L’autoédition en faveur de la “bibliodiversité”

Un des avantages majeurs de l’édition alternative est de donner leur chance à d’autres histoires et d’autres manières de les raconter. Permettre à des récits qui n’auraient jamais vu le jour dans le circuit traditionnel d’exister. Sortir de la trame narrative occidentale archiclassique « d’un mec qui fait des trucs » qu’Alice Zeniter critique avec humour dans Je suis une fille sans histoire (L’Arche, 2 021). Le lectorat est là, friand d’histoires nouvelles.
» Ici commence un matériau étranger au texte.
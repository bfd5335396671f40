//! # Domain Types
//!
//! Core domain types shared by the cart, the stock ledger and the
//! transaction engine.
//!
//! ## Type Map
//! ```text
//! ┌─────────────────────────────────────────────────────────────────────────┐
//! │                         Domain Types                                    │
//! │                                                                         │
//! │  ┌─────────────────┐   ┌─────────────────┐   ┌─────────────────┐       │
//! │  │    Product      │   │      Sale       │   │ StockMovement   │       │
//! │  │  ─────────────  │   │  ─────────────  │   │  ─────────────  │       │
//! │  │  id (UUID)      │   │  id (UUID)      │   │  product_id     │       │
//! │  │  sku            │   │  invoice_number │   │  delta (±)      │       │
//! │  │  price_cents    │   │  status         │   │  cause          │       │
//! │  │  quantity       │◄──│  total_cents    │   │  actor_id       │       │
//! │  └─────────────────┘   └────────┬────────┘   └─────────────────┘       │
//! │                                 │ 1..n                                  │
//! │                        ┌────────▼────────┐   ┌─────────────────┐       │
//! │                        │    SaleItem     │   │   AuditEvent    │       │
//! │                        │  (snapshot)     │   │  (append-only)  │       │
//! │                        └─────────────────┘   └─────────────────┘       │
//! └─────────────────────────────────────────────────────────────────────────┘
//! ```
//!
//! Referenced entities (cashier, customer) are plain identifiers, never
//! object graphs.

use std::fmt;
use std::str::FromStr;

use chrono::{DateTime, Utc};
use rust_decimal::Decimal;
use serde::{Deserialize, Serialize};
use ts_rs::TS;

use crate::error::ValidationError;
use crate::money::Money;

// =============================================================================
// Tax Rate
// =============================================================================

/// A tax rate expressed as a decimal fraction (`0.10` = 10%).
///
/// ## Why Decimal?
/// Admins type rates like `0.0825`. As an `f64` that is
/// `0.08249999999999999`, which rounds a $10.00 sale's tax the wrong way.
/// `Decimal` keeps the typed value exactly.
///
/// Always within `[0, 1]`; construction outside that range fails.
#[derive(Debug, Clone, Copy, PartialEq, Eq, PartialOrd, Ord, Hash, Serialize, Deserialize, TS)]
#[serde(try_from = "Decimal", into = "Decimal")]
#[ts(export)]
pub struct TaxRate(#[ts(type = "string")] Decimal);

impl TaxRate {
    /// Creates a tax rate from a decimal fraction.
    ///
    /// ```rust
    /// use rust_decimal::Decimal;
    /// use tally_core::types::TaxRate;
    ///
    /// let rate = TaxRate::from_fraction(Decimal::new(10, 2)).unwrap(); // 0.10
    /// assert_eq!(rate.to_string(), "10.00%");
    /// assert!(TaxRate::from_fraction(Decimal::new(-1, 2)).is_err());
    /// ```
    pub fn from_fraction(fraction: Decimal) -> Result<Self, ValidationError> {
        if fraction < Decimal::ZERO || fraction > Decimal::ONE {
            return Err(ValidationError::InvalidFormat {
                field: "tax_rate".to_string(),
                reason: format!("{} is outside 0..=1", fraction),
            });
        }
        Ok(TaxRate(fraction.normalize()))
    }

    /// Creates a tax rate from basis points (825 = 8.25%).
    ///
    /// Values above 10000 are clamped to 100%.
    pub fn from_bps(bps: u32) -> Self {
        TaxRate(Decimal::new(i64::from(bps.min(10_000)), 4).normalize())
    }

    /// Returns the rate as a decimal fraction.
    #[inline]
    pub fn as_decimal(&self) -> Decimal {
        self.0
    }

    #[inline]
    pub fn zero() -> Self {
        TaxRate(Decimal::ZERO)
    }

    #[inline]
    pub fn is_zero(&self) -> bool {
        self.0.is_zero()
    }
}

impl Default for TaxRate {
    fn default() -> Self {
        TaxRate::zero()
    }
}

impl TryFrom<Decimal> for TaxRate {
    type Error = ValidationError;

    fn try_from(value: Decimal) -> Result<Self, Self::Error> {
        TaxRate::from_fraction(value)
    }
}

impl From<TaxRate> for Decimal {
    fn from(rate: TaxRate) -> Self {
        rate.0
    }
}

impl FromStr for TaxRate {
    type Err = ValidationError;

    /// Parses `"0.10"`-style fractions (as stored in config and on sales).
    fn from_str(s: &str) -> Result<Self, Self::Err> {
        let fraction = Decimal::from_str(s.trim()).map_err(|e| ValidationError::InvalidFormat {
            field: "tax_rate".to_string(),
            reason: e.to_string(),
        })?;
        TaxRate::from_fraction(fraction)
    }
}

/// Percentage with two decimals, e.g. `8.25%`.
impl fmt::Display for TaxRate {
    fn fmt(&self, f: &mut fmt::Formatter<'_>) -> fmt::Result {
        write!(f, "{:.2}%", self.0 * Decimal::ONE_HUNDRED)
    }
}

// =============================================================================
// Product
// =============================================================================

/// A product as seen by the engine.
///
/// `quantity` is the cached projection of the stock ledger; it only ever
/// changes through a recorded movement.
#[derive(Debug, Clone, Serialize, Deserialize, TS)]
#[cfg_attr(feature = "sqlx", derive(sqlx::FromRow))]
#[ts(export)]
pub struct Product {
    pub id: String,
    pub sku: String,
    pub name: String,
    /// Unit cost in cents (for margin reports).
    pub cost_cents: i64,
    /// Unit price in cents.
    pub price_cents: i64,
    /// Current stock, never negative after a commit.
    pub quantity: i64,
    /// Low-stock threshold.
    pub min_quantity: i64,
    /// Inactive products cannot be added to a cart (soft delete).
    pub is_active: bool,
    #[ts(as = "String")]
    pub created_at: DateTime<Utc>,
    #[ts(as = "String")]
    pub updated_at: DateTime<Utc>,
}

impl Product {
    #[inline]
    pub fn price(&self) -> Money {
        Money::from_cents(self.price_cents)
    }

    /// True when stock is at or below the reorder threshold.
    pub fn is_low_stock(&self) -> bool {
        self.quantity <= self.min_quantity
    }
}

// =============================================================================
// Sale Status
// =============================================================================

/// The status of a committed sale.
///
/// ```text
///   checkout ──► Completed ──► Returned
/// ```
/// `Pending` and `Cancelled` exist for parked / abandoned tickets written
/// by other workflows; the engine never transitions into them.
#[derive(Debug, Clone, Copy, PartialEq, Eq, Serialize, Deserialize, TS)]
#[cfg_attr(feature = "sqlx", derive(sqlx::Type))]
#[cfg_attr(feature = "sqlx", sqlx(rename_all = "lowercase"))]
#[ts(export)]
#[serde(rename_all = "snake_case")]
pub enum SaleStatus {
    Completed,
    Pending,
    Cancelled,
    Returned,
}

impl SaleStatus {
    /// Whether `self → next` is a legal post-commit transition.
    pub fn can_transition_to(&self, next: SaleStatus) -> bool {
        matches!((self, next), (SaleStatus::Completed, SaleStatus::Returned))
    }

    /// Lowercase name, as stored in the `sales.status` column.
    pub fn as_str(&self) -> &'static str {
        match self {
            SaleStatus::Completed => "completed",
            SaleStatus::Pending => "pending",
            SaleStatus::Cancelled => "cancelled",
            SaleStatus::Returned => "returned",
        }
    }
}

impl fmt::Display for SaleStatus {
    fn fmt(&self, f: &mut fmt::Formatter<'_>) -> fmt::Result {
        f.write_str(self.as_str())
    }
}

// =============================================================================
// Payment Method
// =============================================================================

#[derive(Debug, Clone, Copy, PartialEq, Eq, Serialize, Deserialize, TS)]
#[cfg_attr(feature = "sqlx", derive(sqlx::Type))]
#[cfg_attr(feature = "sqlx", sqlx(rename_all = "snake_case"))]
#[ts(export)]
#[serde(rename_all = "snake_case")]
pub enum PaymentMethod {
    /// Physical cash; change is given.
    Cash,
    /// Card on an external terminal; always the exact amount.
    Card,
    /// Mobile wallet / QR; always the exact amount.
    Mobile,
}

impl PaymentMethod {
    /// Cash-like methods accept over-tender and give change.
    pub fn gives_change(&self) -> bool {
        matches!(self, PaymentMethod::Cash)
    }
}

impl fmt::Display for PaymentMethod {
    fn fmt(&self, f: &mut fmt::Formatter<'_>) -> fmt::Result {
        let name = match self {
            PaymentMethod::Cash => "cash",
            PaymentMethod::Card => "card",
            PaymentMethod::Mobile => "mobile",
        };
        f.write_str(name)
    }
}

// =============================================================================
// Sale
// =============================================================================

/// A committed sale header.
#[derive(Debug, Clone, Serialize, Deserialize, TS)]
#[cfg_attr(feature = "sqlx", derive(sqlx::FromRow))]
#[ts(export)]
pub struct Sale {
    pub id: String,
    /// Human-facing unique identifier, assigned at commit.
    pub invoice_number: String,
    pub cashier_id: String,
    pub customer_id: Option<String>,
    pub status: SaleStatus,
    pub subtotal_cents: i64,
    pub tax_cents: i64,
    pub total_cents: i64,
    /// Rate the tax was computed with, as a decimal fraction string.
    pub tax_rate: String,
    pub payment_method: PaymentMethod,
    pub tendered_cents: i64,
    pub change_cents: i64,
    #[ts(as = "String")]
    pub created_at: DateTime<Utc>,
    #[ts(as = "Option<String>")]
    pub returned_at: Option<DateTime<Utc>>,
}

impl Sale {
    #[inline]
    pub fn total(&self) -> Money {
        Money::from_cents(self.total_cents)
    }
}

// =============================================================================
// Sale Item
// =============================================================================

/// A line of a committed sale.
///
/// Snapshot pattern: sku, name and price are frozen at checkout so the
/// sale reads the same after the catalog changes.
#[derive(Debug, Clone, Serialize, Deserialize, TS)]
#[cfg_attr(feature = "sqlx", derive(sqlx::FromRow))]
#[ts(export)]
pub struct SaleItem {
    pub id: String,
    pub sale_id: String,
    pub product_id: String,
    pub sku_snapshot: String,
    pub name_snapshot: String,
    pub quantity: i64,
    pub unit_price_cents: i64,
    /// `unit_price_cents × quantity`, exact.
    pub line_total_cents: i64,
    #[ts(as = "String")]
    pub created_at: DateTime<Utc>,
}

impl SaleItem {
    #[inline]
    pub fn line_total(&self) -> Money {
        Money::from_cents(self.line_total_cents)
    }
}

// =============================================================================
// Stock Movement
// =============================================================================

/// Why a stock movement happened.
#[derive(Debug, Clone, Copy, PartialEq, Eq, Serialize, Deserialize, TS)]
#[cfg_attr(feature = "sqlx", derive(sqlx::Type))]
#[cfg_attr(feature = "sqlx", sqlx(rename_all = "lowercase"))]
#[ts(export)]
#[serde(rename_all = "snake_case")]
pub enum MovementCause {
    Sale,
    Return,
    Receive,
    Adjustment,
    Transfer,
}

impl fmt::Display for MovementCause {
    fn fmt(&self, f: &mut fmt::Formatter<'_>) -> fmt::Result {
        let name = match self {
            MovementCause::Sale => "sale",
            MovementCause::Return => "return",
            MovementCause::Receive => "receive",
            MovementCause::Adjustment => "adjustment",
            MovementCause::Transfer => "transfer",
        };
        f.write_str(name)
    }
}

/// One signed change to a product's stock. Append-only.
#[derive(Debug, Clone, Serialize, Deserialize, TS)]
#[cfg_attr(feature = "sqlx", derive(sqlx::FromRow))]
#[ts(export)]
pub struct StockMovement {
    pub id: String,
    pub product_id: String,
    pub delta: i64,
    pub cause: MovementCause,
    pub actor_id: String,
    /// Sale id for `Sale` / `Return` movements.
    pub reference_id: Option<String>,
    pub note: Option<String>,
    #[ts(as = "String")]
    pub created_at: DateTime<Utc>,
}

// =============================================================================
// Audit Event
// =============================================================================

/// Who did what, when. Written by the engine, read only by reports.
#[derive(Debug, Clone, Serialize, Deserialize, TS)]
#[cfg_attr(feature = "sqlx", derive(sqlx::FromRow))]
#[ts(export)]
pub struct AuditEvent {
    pub id: String,
    pub actor_id: String,
    /// Dotted action name: `sale.completed`, `sale.returned`, `stock.movement`.
    pub action: String,
    pub entity_type: String,
    pub entity_id: String,
    /// JSON details.
    pub details: String,
    #[ts(as = "String")]
    pub created_at: DateTime<Utc>,
}

// =============================================================================
// Unit Tests
// =============================================================================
« La société occidentale a encore beaucoup d’idées reçues sur ce qui constitue une bonne histoire », remarque Becky Chambers, autrice états-unienne de science-fiction qui a financé L’Espace d’un an (L’Atalante, 2 022), son premier roman de queer cosy space opera sur Kickstarter. Elle a rencontré un succès phénoménal, publié depuis quatre romans et un recueil de nouvelles (chez un éditeur classique) et remporté un prestigieux prix Hugo. Les auteurs se tournent aussi vers l’autoédition pour la fantastique liberté artistique qu’elle offre. « C’est beaucoup plus libre, les gens peuvent se permettre beaucoup plus de choses. C’est aussi pour ça que j’ai choisi l’autoédition : je savais que je n’aurais pas à défendre qu’il y ait des personnages qui changent de genre », nous confie Léo Osmu.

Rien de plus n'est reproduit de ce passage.